- [Task instructions] Within the listing below, filter for "first" and copy every matching line.

- [Data for this exercise]
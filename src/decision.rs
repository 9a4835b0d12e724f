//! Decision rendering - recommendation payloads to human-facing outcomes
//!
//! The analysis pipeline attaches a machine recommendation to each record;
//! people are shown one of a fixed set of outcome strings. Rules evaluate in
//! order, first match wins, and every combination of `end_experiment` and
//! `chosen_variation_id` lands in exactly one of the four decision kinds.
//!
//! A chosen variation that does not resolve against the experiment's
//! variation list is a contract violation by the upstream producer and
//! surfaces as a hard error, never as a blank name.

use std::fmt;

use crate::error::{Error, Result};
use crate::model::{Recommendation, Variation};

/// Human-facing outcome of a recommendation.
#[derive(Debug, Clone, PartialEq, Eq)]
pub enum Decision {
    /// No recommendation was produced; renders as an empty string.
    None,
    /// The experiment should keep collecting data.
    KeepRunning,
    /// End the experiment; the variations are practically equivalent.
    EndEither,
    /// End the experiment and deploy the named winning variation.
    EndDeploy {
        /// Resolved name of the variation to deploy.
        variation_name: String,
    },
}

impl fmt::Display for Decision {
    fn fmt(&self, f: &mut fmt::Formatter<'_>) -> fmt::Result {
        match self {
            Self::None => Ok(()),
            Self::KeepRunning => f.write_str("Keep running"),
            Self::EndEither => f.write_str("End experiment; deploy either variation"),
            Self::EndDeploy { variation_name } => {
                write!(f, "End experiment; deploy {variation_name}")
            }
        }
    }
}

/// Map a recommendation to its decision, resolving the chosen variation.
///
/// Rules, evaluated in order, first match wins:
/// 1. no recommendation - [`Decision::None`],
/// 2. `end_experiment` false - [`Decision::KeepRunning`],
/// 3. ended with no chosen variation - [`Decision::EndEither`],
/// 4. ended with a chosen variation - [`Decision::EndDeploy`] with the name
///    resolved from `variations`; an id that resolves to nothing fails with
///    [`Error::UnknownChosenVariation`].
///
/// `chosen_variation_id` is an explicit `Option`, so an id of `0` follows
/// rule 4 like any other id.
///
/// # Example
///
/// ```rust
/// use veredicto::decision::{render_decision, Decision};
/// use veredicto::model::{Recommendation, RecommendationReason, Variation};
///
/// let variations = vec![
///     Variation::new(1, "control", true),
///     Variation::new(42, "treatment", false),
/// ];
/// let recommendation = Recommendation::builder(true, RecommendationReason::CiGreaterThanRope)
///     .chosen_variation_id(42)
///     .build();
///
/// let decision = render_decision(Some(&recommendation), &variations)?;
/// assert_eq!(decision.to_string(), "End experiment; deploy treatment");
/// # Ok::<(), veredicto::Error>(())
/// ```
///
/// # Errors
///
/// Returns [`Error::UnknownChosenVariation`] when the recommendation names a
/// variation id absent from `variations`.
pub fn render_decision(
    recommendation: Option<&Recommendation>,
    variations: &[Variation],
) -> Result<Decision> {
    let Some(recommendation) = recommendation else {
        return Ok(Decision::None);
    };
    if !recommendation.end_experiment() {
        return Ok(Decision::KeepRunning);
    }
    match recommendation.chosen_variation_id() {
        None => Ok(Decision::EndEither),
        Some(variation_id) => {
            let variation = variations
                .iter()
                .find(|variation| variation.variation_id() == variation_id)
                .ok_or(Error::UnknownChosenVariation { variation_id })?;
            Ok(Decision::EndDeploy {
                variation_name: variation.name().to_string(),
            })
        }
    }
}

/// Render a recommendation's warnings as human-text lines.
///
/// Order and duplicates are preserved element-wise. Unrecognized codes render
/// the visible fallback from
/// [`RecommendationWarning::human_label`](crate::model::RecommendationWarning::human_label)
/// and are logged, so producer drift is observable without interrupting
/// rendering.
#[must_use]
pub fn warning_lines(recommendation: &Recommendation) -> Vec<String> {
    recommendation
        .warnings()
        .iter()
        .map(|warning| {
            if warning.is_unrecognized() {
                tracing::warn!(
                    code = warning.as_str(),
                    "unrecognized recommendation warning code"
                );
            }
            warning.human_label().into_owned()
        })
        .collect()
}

- [Answer to this exercise]
//! order, first match wins, and every combination of `end_experiment` and
/// Rules, evaluated in order, first match wins:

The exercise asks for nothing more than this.